Later, about 30 MPs, including the leaders of the Opposition in both Houses, were taken in buses to the Parliament Street police station where they were detained briefly. The marchers included MPs from the INDIA bloc and the Aam Aadmi Party.

Trinamool members Pratima Mondal, Mamata Thakur and Dola Sen, who went directly to the commission without participating in the march, weren’t allowed to enter Nirvachan Sadan. They shouted slogans at the gates until the police removed them.

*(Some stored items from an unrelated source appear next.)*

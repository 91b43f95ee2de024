use clap::{Parser, Subcommand};
use log::{LevelFilter, debug, info};
use mdoc_hugo::{compile, config, output};
use std::path::PathBuf;
use std::str::FromStr;

#[derive(Parser, Debug)]
#[command(name = "mdoc-hugo")]
#[command(about = "Compiles Markdoc content into Hugo-ready Markdown")]
#[command(long_about = "\
Compiles Markdoc content into Hugo-ready Markdown

Each page is parsed, its partials resolved, its front matter validated, and
its page filters joined against the option catalog of its language. The
result is written as Markdown with a pre-rendered HTML body.

Site structure:

  site/
  ├── markdoc.toml                       # Site config (env, img_url)
  ├── content/
  │   ├── en/
  │   │   ├── primary_colors.mdoc        # Page
  │   │   └── guides/painting.mdoc       # Nested page
  │   └── ja/
  ├── partials/
  │   └── header.mdoc                    # {% partial file=\"header.mdoc\" /%}
  └── preferences_config/options/
      └── en/
          ├── allowlist.yaml             # Permitted filter and option ids
          └── color_options.yaml         # Option sets

Run 'mdoc-hugo gen-config' to generate a documented markdoc.toml.")]
#[command(version)]
struct Cli {
    /// Site root directory
    #[arg(long, default_value = ".", global = true)]
    site_dir: PathBuf,

    /// Output directory for compiled pages
    #[arg(long, default_value = "dist", global = true)]
    output: PathBuf,

    /// Log level (off, error, warn, info, debug, trace)
    #[arg(long, default_value = "warn", global = true)]
    log_level: String,

    #[command(subcommand)]
    command: Command,
}

#[derive(Subcommand, Debug)]
enum Command {
    /// Compile every page and report problems without writing output
    Check,
    /// Compile every page and write the results
    Build {
        /// Also fail when pages have markup or filter errors
        #[arg(long)]
        strict: bool,
    },
    /// Show the filter manifest of a single page
    Manifest {
        /// Path to a .mdoc file inside a language content directory
        file: PathBuf,
    },
    /// Print a stock markdoc.toml with all options documented
    GenConfig,
}

fn main() -> Result<(), Box<dyn std::error::Error>> {
    let cli = Cli::parse();
    init_logger(&cli.log_level);
    debug!(cli:?; "Parsed arguments");

    match cli.command {
        Command::Check => {
            let site_config = config::load_config(&cli.site_dir)?;
            init_thread_pool(&site_config.processing);
            println!("==> Checking {}", cli.site_dir.display());
            let report = compile::compile_site(&cli.site_dir, &site_config)?;
            output::print_compile_output(&report, &cli.site_dir);
            if !report.is_clean() {
                std::process::exit(1);
            }
            println!("==> Content is valid");
        }
        Command::Build { strict } => {
            let site_config = config::load_config(&cli.site_dir)?;
            init_thread_pool(&site_config.processing);

            println!("==> Compiling {}", cli.site_dir.display());
            let report = compile::compile_site(&cli.site_dir, &site_config)?;
            output::print_compile_output(&report, &cli.site_dir);

            println!("==> Writing → {}", cli.output.display());
            let written = compile::write_pages(&report, &cli.output)?;
            output::print_write_output(&written, &cli.output);

            if !report.failures.is_empty() || (strict && !report.is_clean()) {
                std::process::exit(1);
            }
            println!("==> Build complete: {}", cli.output.display());
        }
        Command::Manifest { file } => {
            let site_config = config::load_config(&cli.site_dir)?;
            let inspection = compile::inspect_page(&cli.site_dir, &site_config, &file)?;
            output::print_manifest_output(&inspection);
            println!(
                "{}",
                serde_json::to_string_pretty(&inspection.manifest.minified())?
            );
        }
        Command::GenConfig => {
            print!("{}", config::stock_config_toml());
        }
    }

    Ok(())
}

/// Initialize the logger from the `--log-level` flag.
fn init_logger(level: &str) {
    let log_level = LevelFilter::from_str(level).unwrap_or_else(|_| {
        eprintln!("Invalid log level: {level}. Using 'warn' instead.");
        LevelFilter::Warn
    });
    env_logger::Builder::from_env(env_logger::Env::default())
        .filter_level(log_level)
        .init();
    info!(log_level:?; "Starting mdoc-hugo");
}

/// Initialize the rayon thread pool based on processing config.
///
/// Caps at the number of available CPU cores. Users can constrain down, not up.
fn init_thread_pool(processing: &config::ProcessingConfig) {
    let threads = config::effective_threads(processing);
    rayon::ThreadPoolBuilder::new()
        .num_threads(threads)
        .build_global()
        .ok();
}
//! Allow-list and option-set catalog for one language directory.
//!
//! ```text
//! <site>/preferences_config/options/en/
//! ├── allowlist.yaml        # filter_ids: [...], option_ids: [...]
//! ├── color_options.yaml    # color_options: [{id, display_name, default?}, ...]
//! └── paint_options.yaml    # any number of option sets per file
//! ```
//!
//! The allow-list bounds which filter ids pages may declare and which option
//! ids catalogs may offer. Every other YAML file in the directory contributes
//! option sets keyed by snake_case id. Each set needs exactly one default.

use crate::frontmatter::SNAKE_CASE_REGEX;
use log::debug;
use serde::{Deserialize, Serialize};
use std::collections::{BTreeMap, BTreeSet, HashSet};
use std::io;
use std::path::{Path, PathBuf};
use thiserror::Error;
use walkdir::WalkDir;

pub const ALLOWLIST_FILE: &str = "allowlist.yaml";

#[derive(Error, Debug)]
pub enum CatalogError {
    #[error("failed to read {}", path.display())]
    Io {
        path: PathBuf,
        #[source]
        source: io::Error,
    },
    #[error("invalid YAML in {}", path.display())]
    Yaml {
        path: PathBuf,
        #[source]
        source: serde_yaml::Error,
    },
    #[error("failed to list option files: {0}")]
    Walk(#[from] walkdir::Error),
    #[error("option set id {set_id:?} in {} must be snake_case", path.display())]
    InvalidSetId { path: PathBuf, set_id: String },
    #[error("option set {set_id:?} offers {option_id:?}, which is not in the allow-list")]
    OptionNotAllowed { set_id: String, option_id: String },
    #[error("option set {set_id:?} lists {option_id:?} more than once")]
    DuplicateOption { set_id: String, option_id: String },
    #[error("option set {set_id:?} must mark exactly one default option, found {count}")]
    DefaultCount { set_id: String, count: usize },
    #[error("option set {set_id:?} is defined again in {}", path.display())]
    DuplicateSet { set_id: String, path: PathBuf },
}

/// Filter and option ids permitted for one language.
#[derive(Debug, Clone, Default, PartialEq, Serialize, Deserialize)]
#[serde(default, deny_unknown_fields)]
pub struct Allowlist {
    pub filter_ids: BTreeSet<String>,
    pub option_ids: BTreeSet<String>,
}

impl Allowlist {
    pub fn allows_filter(&self, id: &str) -> bool {
        self.filter_ids.contains(id)
    }

    pub fn allows_option(&self, id: &str) -> bool {
        self.option_ids.contains(id)
    }
}

/// One selectable value of an option set.
#[derive(Debug, Clone, PartialEq, Serialize, Deserialize)]
#[serde(deny_unknown_fields)]
pub struct FilterOption {
    pub id: String,
    pub display_name: String,
    #[serde(default, skip_serializing_if = "std::ops::Not::not")]
    pub default: bool,
}

/// Option sets by id.
#[derive(Debug, Clone, Default, PartialEq, Serialize)]
#[serde(transparent)]
pub struct OptionCatalog {
    sets: BTreeMap<String, Vec<FilterOption>>,
}

impl OptionCatalog {
    pub fn get(&self, set_id: &str) -> Option<&[FilterOption]> {
        self.sets.get(set_id).map(Vec::as_slice)
    }

    /// The option marked `default` in the set.
    pub fn default_option(&self, set_id: &str) -> Option<&FilterOption> {
        self.get(set_id)?.iter().find(|o| o.default)
    }

    pub fn contains(&self, set_id: &str) -> bool {
        self.sets.contains_key(set_id)
    }

    pub fn len(&self) -> usize {
        self.sets.len()
    }

    pub fn is_empty(&self) -> bool {
        self.sets.is_empty()
    }

    pub fn set_ids(&self) -> impl Iterator<Item = &str> {
        self.sets.keys().map(String::as_str)
    }

    pub(crate) fn insert(&mut self, set_id: String, options: Vec<FilterOption>) {
        self.sets.insert(set_id, options);
    }
}

/// Read `allowlist.yaml` from a language directory.
pub fn load_allowlist(lang_dir: &Path) -> Result<Allowlist, CatalogError> {
    read_yaml(&lang_dir.join(ALLOWLIST_FILE))
}

/// Read every option file in a language directory and validate it.
pub fn load_filter_options(
    lang_dir: &Path,
    allowlist: &Allowlist,
) -> Result<OptionCatalog, CatalogError> {
    let mut catalog = OptionCatalog::default();

    for entry in WalkDir::new(lang_dir)
        .min_depth(1)
        .max_depth(1)
        .sort_by_file_name()
    {
        let entry = entry?;
        let path = entry.path();
        if !entry.file_type().is_file() || !is_option_file(path) {
            continue;
        }

        let sets: BTreeMap<String, Vec<FilterOption>> = read_yaml(path)?;
        debug!(path:?, sets = sets.len(); "Loaded option file");

        for (set_id, options) in sets {
            if !SNAKE_CASE_REGEX.is_match(&set_id) {
                return Err(CatalogError::InvalidSetId {
                    path: path.to_path_buf(),
                    set_id,
                });
            }
            if catalog.contains(&set_id) {
                return Err(CatalogError::DuplicateSet {
                    set_id,
                    path: path.to_path_buf(),
                });
            }
            validate_option_set(&set_id, &options, allowlist)?;
            catalog.insert(set_id, options);
        }
    }

    Ok(catalog)
}

fn is_option_file(path: &Path) -> bool {
    let is_yaml = path
        .extension()
        .and_then(|e| e.to_str())
        .is_some_and(|e| e.eq_ignore_ascii_case("yaml") || e.eq_ignore_ascii_case("yml"));
    is_yaml && path.file_name().and_then(|n| n.to_str()) != Some(ALLOWLIST_FILE)
}

fn validate_option_set(
    set_id: &str,
    options: &[FilterOption],
    allowlist: &Allowlist,
) -> Result<(), CatalogError> {
    let mut seen = HashSet::new();
    for option in options {
        if !allowlist.allows_option(&option.id) {
            return Err(CatalogError::OptionNotAllowed {
                set_id: set_id.to_string(),
                option_id: option.id.clone(),
            });
        }
        if !seen.insert(option.id.as_str()) {
            return Err(CatalogError::DuplicateOption {
                set_id: set_id.to_string(),
                option_id: option.id.clone(),
            });
        }
    }
    let count = options.iter().filter(|o| o.default).count();
    if count != 1 {
        return Err(CatalogError::DefaultCount {
            set_id: set_id.to_string(),
            count,
        });
    }
    Ok(())
}

fn read_yaml<T: serde::de::DeserializeOwned>(path: &Path) -> Result<T, CatalogError> {
    let content = std::fs::read_to_string(path).map_err(|source| CatalogError::Io {
        path: path.to_path_buf(),
        source,
    })?;
    serde_yaml::from_str(&content).map_err(|source| CatalogError::Yaml {
        path: path.to_path_buf(),
        source,
    })
}
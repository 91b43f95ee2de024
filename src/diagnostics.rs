//! Flattening of per-node validation errors.
//!
//! The parser attaches errors to individual nodes. Callers want one ordered
//! list per file, each entry tagged with the line range of the node that
//! reported it. Traversal is pre-order: a node's own errors come before its
//! children's, siblings left to right. Identical messages from different
//! nodes are all kept.

use crate::ast::{LineRange, Node};
use serde::Serialize;
use std::fmt;

/// A soft error found while parsing, located by line range.
#[derive(Debug, Clone, PartialEq, Eq, Serialize)]
pub struct ParsingError {
    pub message: String,
    pub lines: LineRange,
}

impl fmt::Display for ParsingError {
    fn fmt(&self, f: &mut fmt::Formatter<'_>) -> fmt::Result {
        write!(f, "{}: {}", self.lines, self.message)
    }
}

/// Collect every validation error in the tree, in pre-order.
pub fn collect_errors(node: &Node) -> Vec<ParsingError> {
    node.errors
        .iter()
        .map(|error| ParsingError {
            message: error.message.clone(),
            lines: node.lines,
        })
        .chain(node.children.iter().flat_map(collect_errors))
        .collect()
}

Rahul Gandhi told reporters from the window of a police van: “They (commission) actually cannot talk (has no reply). The truth is in front of the country…. This fight is to save the Constitution. This fight is for One Man, One Vote. We want a clean, pure voters list.”

Jatav and Bag had fainted while waiting to board a police van. Jatav was taken to Ram Manohar Lohia Hospital, and Bag received treatment at the medical centre in Parliament annexe. They were soon discharged.

Moitra fainted inside the police van, where Rahul and others came to her aid. She had recovered by the time the van reached the police station.

Moitra said in a video message: “The police told us that they were taking us to the EC but we were taken to different police stations instead.”

Through their protest on Monday, the MPs chanted slogans and held up placards in the languages of the states they were elected from.

Those detained signed a letter to the station house officer calling their detention “undemocratic and illegal breach of our right to protest as well as attend Parliament”.

Parliament convened at 2pm, and the MPs left the police station around 3pm. Copies of the letter were marked to the presiding officers of both Houses of Parliament.

An INDIA source said they would discuss bringing a privilege notice against the police at the alliance’s meetingon Tuesday.

This was the latest round in the confrontation between the poll panel and the Opposition since chief election commissioner (CEC) Gyanesh Kumar took over in February.

The big flashpoints have been the document-based special intensive revision (SIR) of Bihar’s electoral rolls, a pilot for a nationwide rollout that includes a test of citizenship, and Rahul’s claim of more than 1 lakh “fake voters” in a Bengaluru Assembly constituency.

The poll panel has pushed through with the Bihar revision despite repeated complaints and amid litigation against it in theSupreme Court.

It has put the onus on Rahul to prove his allegation of fake voters in Bengaluru and in other states where the Congress has alleged the manipulation of voter enrolment and deletions.

In X posts, the EC on Monday “fact-checked” similar allegations made in tweets by the Congress and Rahul. “The Statements made are factually Incorrect,” it posted.

The poll panel also posted links to videos of district-level representatives of the Opposition parties in Bihar receiving copies of the draft rolls, as well as lists of the names excluded from it.

The Opposition parties have demanded digitally readable rolls — as opposed to scanned copies of rolls currently mandated under law — and the reasons for the exclusion of each voter. The poll panel says it has provided the scanned copies and reasons but the INDIA partieshave denied it.

A commission source shared copies of the poll panel’s communication with Congress communications head and MP Jairam Ramesh.

Replying to Ramesh’s request on Sunday for an appointment to Opposition parties to meet the commission, the poll panel had asked him the same day to give the names of 30 people “due to limitation of space”.

Ramesh had acknowledged their reply, saying: “Many thanks.”

However, the Opposition went ahead with the march. Previous CECs had met large delegations of MPs.

Moitra, in her video message, said: “Our demands are for an FIR against Rajiv Kumar (who was the CEC during last year’s Lok Sabha polls) for malpractices, digitisation of the voter list, and stopping the SIR…. We will not give the names of our BLA-2 as it will go straight tothe BJP.”

Each political party is free to nominate up to two booth-level agents (BLAs) to coordinate with the booth-level officer — a government official in charge of updating the electoral rolls in a polling station area.

This is optional, and in Bihar, no party has been able to nominate even a single BLA for every booth.